A single number is needed: how many lines of the data hold the word "Welcome".

════════════════════

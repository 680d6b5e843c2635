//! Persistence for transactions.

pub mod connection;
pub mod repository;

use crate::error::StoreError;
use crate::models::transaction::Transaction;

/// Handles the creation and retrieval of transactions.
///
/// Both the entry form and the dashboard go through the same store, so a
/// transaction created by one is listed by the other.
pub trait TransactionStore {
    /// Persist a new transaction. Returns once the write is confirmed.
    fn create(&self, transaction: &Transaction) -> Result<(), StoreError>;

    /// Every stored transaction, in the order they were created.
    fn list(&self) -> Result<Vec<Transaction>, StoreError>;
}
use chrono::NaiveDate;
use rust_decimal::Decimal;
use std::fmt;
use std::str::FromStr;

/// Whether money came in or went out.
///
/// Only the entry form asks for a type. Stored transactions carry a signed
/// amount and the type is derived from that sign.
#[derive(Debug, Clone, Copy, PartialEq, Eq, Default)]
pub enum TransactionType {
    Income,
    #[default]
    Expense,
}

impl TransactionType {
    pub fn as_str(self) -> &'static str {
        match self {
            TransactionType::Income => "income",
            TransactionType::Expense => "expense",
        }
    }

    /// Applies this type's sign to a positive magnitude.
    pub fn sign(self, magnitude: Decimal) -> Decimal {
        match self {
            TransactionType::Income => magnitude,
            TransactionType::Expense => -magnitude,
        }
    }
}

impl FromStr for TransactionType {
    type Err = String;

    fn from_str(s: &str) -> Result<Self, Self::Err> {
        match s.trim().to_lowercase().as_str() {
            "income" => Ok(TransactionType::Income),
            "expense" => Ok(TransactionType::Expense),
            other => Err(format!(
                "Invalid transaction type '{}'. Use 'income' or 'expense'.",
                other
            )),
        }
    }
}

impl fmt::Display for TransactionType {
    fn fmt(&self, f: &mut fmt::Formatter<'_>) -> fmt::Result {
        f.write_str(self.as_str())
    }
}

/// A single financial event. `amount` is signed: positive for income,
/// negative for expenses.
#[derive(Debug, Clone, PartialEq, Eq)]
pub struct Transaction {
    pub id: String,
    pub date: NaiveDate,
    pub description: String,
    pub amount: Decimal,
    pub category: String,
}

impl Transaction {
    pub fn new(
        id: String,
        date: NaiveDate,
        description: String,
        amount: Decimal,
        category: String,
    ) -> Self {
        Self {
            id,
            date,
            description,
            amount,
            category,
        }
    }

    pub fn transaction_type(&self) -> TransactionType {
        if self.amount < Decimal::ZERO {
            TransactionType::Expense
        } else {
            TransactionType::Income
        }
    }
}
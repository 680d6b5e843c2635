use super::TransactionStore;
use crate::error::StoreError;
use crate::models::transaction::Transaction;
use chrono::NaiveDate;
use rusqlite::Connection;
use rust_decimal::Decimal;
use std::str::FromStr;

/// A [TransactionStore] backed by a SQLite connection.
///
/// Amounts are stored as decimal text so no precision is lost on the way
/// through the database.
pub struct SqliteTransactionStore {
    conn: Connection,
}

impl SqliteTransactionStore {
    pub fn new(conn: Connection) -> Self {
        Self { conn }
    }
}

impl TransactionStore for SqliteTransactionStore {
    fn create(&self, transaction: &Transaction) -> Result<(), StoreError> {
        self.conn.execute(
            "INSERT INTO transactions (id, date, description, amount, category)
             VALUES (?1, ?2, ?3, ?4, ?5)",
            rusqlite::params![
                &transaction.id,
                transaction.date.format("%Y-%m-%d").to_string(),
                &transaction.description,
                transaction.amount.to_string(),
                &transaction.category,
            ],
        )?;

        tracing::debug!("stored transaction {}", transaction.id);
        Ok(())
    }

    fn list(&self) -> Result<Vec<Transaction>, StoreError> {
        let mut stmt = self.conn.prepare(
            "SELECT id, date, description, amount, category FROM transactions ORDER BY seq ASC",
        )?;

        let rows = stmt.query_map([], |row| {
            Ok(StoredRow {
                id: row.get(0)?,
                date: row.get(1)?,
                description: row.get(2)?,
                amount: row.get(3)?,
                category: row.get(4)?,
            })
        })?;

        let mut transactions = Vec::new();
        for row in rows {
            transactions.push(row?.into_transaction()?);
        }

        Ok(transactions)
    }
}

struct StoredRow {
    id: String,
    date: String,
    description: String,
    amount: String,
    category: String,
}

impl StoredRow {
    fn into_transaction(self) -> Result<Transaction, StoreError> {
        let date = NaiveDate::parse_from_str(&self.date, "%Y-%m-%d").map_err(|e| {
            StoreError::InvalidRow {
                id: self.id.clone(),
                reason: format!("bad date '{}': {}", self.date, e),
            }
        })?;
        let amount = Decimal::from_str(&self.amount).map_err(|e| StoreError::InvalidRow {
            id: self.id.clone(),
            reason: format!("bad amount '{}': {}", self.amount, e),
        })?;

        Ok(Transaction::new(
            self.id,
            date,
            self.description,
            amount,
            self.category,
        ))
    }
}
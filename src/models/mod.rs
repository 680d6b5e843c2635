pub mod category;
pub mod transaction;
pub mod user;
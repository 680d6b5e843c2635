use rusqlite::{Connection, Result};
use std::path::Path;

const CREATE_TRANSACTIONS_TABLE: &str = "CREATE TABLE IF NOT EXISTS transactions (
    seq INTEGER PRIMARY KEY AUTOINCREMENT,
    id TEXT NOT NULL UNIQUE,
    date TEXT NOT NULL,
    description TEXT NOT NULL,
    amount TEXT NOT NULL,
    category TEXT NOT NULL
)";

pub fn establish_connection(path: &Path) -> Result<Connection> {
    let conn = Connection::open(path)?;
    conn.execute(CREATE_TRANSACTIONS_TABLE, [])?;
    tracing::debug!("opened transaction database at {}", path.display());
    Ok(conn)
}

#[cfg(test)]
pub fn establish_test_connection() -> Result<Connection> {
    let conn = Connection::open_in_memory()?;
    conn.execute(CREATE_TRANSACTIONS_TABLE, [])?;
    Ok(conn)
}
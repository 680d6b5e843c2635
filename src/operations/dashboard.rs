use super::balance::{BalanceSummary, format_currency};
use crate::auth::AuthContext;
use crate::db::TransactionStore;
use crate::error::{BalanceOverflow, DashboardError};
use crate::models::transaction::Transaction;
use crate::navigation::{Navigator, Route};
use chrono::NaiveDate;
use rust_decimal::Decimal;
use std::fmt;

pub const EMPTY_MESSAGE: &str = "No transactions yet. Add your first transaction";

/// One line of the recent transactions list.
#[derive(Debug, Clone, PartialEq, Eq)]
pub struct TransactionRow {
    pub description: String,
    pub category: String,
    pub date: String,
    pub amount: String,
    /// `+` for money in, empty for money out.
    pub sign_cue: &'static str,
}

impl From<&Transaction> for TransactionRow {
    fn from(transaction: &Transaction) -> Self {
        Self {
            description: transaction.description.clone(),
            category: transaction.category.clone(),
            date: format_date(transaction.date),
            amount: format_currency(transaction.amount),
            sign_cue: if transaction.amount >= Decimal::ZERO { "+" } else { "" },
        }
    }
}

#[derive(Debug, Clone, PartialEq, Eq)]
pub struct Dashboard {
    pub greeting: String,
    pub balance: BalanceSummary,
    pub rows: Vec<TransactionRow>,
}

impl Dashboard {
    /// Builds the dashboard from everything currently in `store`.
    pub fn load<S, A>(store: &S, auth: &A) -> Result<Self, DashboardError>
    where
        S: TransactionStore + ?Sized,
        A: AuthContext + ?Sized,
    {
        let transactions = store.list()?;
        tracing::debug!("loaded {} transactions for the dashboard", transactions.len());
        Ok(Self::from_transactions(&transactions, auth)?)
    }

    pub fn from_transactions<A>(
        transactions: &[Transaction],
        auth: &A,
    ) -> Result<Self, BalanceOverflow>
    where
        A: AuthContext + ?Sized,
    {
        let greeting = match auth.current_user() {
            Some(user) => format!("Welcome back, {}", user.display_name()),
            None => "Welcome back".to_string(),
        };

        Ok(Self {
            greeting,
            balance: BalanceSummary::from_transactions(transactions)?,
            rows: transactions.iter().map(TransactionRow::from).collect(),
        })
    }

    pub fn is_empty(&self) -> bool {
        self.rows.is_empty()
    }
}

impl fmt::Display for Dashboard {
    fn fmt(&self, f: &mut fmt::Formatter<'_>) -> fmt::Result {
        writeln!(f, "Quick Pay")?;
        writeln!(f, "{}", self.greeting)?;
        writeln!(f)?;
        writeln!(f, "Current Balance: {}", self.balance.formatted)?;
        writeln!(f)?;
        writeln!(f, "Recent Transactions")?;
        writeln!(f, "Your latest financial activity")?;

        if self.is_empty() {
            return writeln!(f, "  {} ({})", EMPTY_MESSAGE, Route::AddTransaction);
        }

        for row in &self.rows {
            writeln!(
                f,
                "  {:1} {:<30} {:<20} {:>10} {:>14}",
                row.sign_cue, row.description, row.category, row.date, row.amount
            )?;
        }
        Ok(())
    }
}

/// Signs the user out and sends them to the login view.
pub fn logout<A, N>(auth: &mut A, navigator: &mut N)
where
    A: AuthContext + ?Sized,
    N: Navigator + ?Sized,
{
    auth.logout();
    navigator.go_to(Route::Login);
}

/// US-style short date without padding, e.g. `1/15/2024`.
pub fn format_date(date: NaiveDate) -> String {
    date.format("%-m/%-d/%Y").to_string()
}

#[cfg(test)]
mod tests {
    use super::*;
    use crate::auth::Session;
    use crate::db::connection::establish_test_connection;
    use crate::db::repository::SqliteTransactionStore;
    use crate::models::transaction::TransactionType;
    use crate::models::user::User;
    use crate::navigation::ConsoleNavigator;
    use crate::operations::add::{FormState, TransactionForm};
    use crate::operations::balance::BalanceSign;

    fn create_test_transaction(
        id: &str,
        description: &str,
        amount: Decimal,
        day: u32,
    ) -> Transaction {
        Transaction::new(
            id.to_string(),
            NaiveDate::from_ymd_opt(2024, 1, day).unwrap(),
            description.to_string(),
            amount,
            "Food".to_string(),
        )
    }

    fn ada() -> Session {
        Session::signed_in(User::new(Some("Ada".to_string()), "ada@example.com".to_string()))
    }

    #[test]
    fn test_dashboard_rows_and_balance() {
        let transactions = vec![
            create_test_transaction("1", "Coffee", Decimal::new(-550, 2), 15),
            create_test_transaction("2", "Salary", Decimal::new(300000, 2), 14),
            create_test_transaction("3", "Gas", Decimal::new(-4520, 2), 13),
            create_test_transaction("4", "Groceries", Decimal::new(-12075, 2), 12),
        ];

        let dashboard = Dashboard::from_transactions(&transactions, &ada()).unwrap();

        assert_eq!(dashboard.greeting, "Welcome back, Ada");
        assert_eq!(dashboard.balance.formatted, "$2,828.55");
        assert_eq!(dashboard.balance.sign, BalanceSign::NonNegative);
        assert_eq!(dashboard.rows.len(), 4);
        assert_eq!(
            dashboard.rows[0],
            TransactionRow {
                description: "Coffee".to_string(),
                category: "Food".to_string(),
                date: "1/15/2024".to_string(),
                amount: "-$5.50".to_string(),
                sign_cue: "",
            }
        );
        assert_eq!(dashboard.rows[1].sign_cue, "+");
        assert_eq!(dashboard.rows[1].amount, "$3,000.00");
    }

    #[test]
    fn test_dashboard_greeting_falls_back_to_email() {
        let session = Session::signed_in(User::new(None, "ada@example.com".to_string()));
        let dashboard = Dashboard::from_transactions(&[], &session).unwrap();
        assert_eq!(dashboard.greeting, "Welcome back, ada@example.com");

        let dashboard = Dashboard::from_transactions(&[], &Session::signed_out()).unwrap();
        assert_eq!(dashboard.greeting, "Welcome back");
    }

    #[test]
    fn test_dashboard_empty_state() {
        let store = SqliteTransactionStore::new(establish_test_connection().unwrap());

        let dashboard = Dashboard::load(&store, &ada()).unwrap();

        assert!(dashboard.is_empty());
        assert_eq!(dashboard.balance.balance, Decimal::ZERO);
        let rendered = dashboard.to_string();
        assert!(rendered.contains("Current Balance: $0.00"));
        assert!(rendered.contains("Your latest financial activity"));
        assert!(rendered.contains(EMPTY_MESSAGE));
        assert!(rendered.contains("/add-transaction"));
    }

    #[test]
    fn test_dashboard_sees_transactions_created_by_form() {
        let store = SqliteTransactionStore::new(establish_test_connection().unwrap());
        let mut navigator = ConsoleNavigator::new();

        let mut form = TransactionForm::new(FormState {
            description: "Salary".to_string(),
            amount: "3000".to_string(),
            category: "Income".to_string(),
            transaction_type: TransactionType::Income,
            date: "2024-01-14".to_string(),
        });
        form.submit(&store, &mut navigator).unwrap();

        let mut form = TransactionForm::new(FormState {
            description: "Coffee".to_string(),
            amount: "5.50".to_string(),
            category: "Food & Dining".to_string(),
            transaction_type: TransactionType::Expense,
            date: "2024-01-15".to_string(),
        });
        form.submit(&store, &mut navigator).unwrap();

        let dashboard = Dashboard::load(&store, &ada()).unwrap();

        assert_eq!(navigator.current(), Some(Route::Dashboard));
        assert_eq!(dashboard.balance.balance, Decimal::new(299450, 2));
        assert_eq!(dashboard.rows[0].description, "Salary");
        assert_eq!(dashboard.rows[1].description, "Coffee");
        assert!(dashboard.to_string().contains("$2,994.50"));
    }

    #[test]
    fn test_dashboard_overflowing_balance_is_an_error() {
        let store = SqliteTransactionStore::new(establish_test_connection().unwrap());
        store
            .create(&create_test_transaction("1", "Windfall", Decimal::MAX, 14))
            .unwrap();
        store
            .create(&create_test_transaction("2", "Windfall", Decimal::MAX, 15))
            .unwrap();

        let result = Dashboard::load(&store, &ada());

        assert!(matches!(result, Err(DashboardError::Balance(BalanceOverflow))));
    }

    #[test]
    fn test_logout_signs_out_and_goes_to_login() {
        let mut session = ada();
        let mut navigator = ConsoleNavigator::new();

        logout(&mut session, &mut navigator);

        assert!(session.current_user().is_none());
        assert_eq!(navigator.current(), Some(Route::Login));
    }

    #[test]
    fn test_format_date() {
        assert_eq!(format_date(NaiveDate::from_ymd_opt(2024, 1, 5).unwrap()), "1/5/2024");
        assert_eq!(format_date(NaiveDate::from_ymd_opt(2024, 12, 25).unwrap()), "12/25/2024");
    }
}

════════════════════

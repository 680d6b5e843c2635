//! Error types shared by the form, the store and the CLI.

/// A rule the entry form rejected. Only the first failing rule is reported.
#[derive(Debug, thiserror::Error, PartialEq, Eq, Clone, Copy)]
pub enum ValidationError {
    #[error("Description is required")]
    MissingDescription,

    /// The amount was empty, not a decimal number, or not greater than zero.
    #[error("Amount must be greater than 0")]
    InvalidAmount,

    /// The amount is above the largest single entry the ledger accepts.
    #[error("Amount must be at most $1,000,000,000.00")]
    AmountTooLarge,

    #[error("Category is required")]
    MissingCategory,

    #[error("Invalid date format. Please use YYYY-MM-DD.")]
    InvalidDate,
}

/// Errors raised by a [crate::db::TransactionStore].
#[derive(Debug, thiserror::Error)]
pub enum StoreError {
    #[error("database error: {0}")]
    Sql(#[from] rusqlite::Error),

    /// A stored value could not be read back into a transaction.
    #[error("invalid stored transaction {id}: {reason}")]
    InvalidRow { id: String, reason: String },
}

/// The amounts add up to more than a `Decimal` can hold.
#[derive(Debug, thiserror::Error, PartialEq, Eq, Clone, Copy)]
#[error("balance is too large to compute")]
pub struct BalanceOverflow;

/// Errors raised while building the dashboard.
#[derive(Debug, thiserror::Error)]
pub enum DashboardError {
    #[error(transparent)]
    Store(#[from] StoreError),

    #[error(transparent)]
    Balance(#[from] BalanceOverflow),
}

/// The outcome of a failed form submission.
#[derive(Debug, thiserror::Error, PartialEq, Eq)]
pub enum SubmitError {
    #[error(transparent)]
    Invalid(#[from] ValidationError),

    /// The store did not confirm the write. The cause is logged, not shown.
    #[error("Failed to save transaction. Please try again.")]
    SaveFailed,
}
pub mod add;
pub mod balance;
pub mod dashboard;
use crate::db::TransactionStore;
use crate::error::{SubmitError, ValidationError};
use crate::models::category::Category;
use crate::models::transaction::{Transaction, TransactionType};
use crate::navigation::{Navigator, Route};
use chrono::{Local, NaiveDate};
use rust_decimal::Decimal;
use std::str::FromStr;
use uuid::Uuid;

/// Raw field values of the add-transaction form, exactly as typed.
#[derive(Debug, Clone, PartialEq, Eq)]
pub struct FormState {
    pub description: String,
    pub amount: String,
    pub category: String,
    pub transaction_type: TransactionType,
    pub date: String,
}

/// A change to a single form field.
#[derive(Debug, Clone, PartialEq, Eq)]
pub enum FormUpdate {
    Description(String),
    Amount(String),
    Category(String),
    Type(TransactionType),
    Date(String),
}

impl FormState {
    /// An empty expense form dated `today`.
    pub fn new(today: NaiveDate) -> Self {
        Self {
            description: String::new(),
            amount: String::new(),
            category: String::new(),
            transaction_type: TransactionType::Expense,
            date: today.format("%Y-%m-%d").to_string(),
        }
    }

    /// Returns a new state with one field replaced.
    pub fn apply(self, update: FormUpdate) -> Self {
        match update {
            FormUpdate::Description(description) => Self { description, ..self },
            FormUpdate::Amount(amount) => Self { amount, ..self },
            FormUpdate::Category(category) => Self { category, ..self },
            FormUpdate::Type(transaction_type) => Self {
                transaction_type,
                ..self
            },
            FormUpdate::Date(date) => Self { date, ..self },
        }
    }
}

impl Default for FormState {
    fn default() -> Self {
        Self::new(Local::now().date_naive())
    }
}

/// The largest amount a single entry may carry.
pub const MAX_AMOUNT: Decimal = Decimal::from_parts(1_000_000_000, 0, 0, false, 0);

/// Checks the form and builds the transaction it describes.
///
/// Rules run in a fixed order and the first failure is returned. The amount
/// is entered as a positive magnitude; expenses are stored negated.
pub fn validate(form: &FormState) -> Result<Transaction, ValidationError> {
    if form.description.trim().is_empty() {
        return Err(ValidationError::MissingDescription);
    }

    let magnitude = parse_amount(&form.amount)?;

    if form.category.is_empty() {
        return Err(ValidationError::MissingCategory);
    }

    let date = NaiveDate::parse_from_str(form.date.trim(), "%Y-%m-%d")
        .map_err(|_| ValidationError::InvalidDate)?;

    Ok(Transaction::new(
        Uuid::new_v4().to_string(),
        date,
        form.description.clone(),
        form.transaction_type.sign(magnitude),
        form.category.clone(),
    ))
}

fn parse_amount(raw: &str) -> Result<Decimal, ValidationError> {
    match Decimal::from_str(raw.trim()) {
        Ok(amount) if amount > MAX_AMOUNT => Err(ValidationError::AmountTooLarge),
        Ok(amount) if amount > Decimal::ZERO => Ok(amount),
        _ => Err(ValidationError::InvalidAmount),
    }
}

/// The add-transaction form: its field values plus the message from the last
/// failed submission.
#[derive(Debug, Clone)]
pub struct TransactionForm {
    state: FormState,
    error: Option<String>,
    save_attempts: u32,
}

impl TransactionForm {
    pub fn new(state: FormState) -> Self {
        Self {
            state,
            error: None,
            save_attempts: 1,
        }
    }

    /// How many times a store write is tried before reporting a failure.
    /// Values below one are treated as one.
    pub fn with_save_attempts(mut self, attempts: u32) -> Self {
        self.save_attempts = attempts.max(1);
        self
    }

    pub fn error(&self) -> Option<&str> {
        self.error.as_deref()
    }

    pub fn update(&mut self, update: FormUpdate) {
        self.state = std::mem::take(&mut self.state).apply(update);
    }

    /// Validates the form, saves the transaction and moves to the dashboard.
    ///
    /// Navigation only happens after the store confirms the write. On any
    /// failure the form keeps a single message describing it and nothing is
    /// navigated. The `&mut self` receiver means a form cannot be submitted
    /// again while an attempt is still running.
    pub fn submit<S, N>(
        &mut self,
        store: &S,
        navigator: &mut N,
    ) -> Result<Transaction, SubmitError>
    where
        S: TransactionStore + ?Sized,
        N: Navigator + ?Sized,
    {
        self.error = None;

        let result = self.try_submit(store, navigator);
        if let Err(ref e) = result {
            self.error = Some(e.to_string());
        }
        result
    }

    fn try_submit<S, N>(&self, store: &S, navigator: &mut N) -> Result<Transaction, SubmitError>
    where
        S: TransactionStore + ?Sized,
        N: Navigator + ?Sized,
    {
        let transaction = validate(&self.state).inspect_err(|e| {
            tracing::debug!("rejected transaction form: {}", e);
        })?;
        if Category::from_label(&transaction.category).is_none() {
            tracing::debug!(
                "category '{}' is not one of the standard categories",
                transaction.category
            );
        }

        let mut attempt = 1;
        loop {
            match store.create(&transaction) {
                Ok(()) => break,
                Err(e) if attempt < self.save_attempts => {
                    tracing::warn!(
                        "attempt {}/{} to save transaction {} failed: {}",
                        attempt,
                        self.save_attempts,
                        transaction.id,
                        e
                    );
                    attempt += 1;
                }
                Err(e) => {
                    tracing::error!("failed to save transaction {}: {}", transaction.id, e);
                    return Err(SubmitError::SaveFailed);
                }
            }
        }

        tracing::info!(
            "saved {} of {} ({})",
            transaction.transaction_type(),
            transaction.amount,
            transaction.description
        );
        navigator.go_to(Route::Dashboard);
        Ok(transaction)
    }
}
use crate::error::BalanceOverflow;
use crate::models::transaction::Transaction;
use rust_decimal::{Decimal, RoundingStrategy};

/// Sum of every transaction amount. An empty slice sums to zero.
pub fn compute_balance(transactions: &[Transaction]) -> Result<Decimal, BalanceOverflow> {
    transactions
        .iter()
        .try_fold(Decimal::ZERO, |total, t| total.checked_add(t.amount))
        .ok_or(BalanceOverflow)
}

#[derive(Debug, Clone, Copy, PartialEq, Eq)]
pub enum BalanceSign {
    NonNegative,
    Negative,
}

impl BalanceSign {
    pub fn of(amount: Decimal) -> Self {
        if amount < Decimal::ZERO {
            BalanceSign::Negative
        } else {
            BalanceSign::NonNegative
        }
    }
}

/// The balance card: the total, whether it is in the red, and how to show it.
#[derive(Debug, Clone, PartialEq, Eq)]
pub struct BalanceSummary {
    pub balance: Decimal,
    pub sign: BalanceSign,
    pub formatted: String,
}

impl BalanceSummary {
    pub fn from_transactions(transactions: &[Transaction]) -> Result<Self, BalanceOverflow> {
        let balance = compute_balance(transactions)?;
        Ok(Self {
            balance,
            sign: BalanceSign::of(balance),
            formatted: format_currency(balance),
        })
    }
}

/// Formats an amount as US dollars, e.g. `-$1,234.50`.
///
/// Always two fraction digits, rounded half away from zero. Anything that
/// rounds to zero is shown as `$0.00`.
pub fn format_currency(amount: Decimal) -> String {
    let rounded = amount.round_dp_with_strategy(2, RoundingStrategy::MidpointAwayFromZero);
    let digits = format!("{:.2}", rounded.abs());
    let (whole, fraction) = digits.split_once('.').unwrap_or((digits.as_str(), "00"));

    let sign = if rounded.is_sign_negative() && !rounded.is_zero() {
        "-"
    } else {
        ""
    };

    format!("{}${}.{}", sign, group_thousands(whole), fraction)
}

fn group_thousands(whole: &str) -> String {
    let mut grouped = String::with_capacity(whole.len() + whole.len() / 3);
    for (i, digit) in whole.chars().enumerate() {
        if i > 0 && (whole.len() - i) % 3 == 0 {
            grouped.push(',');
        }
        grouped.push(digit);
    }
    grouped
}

════════════════════

— Response to this task —
5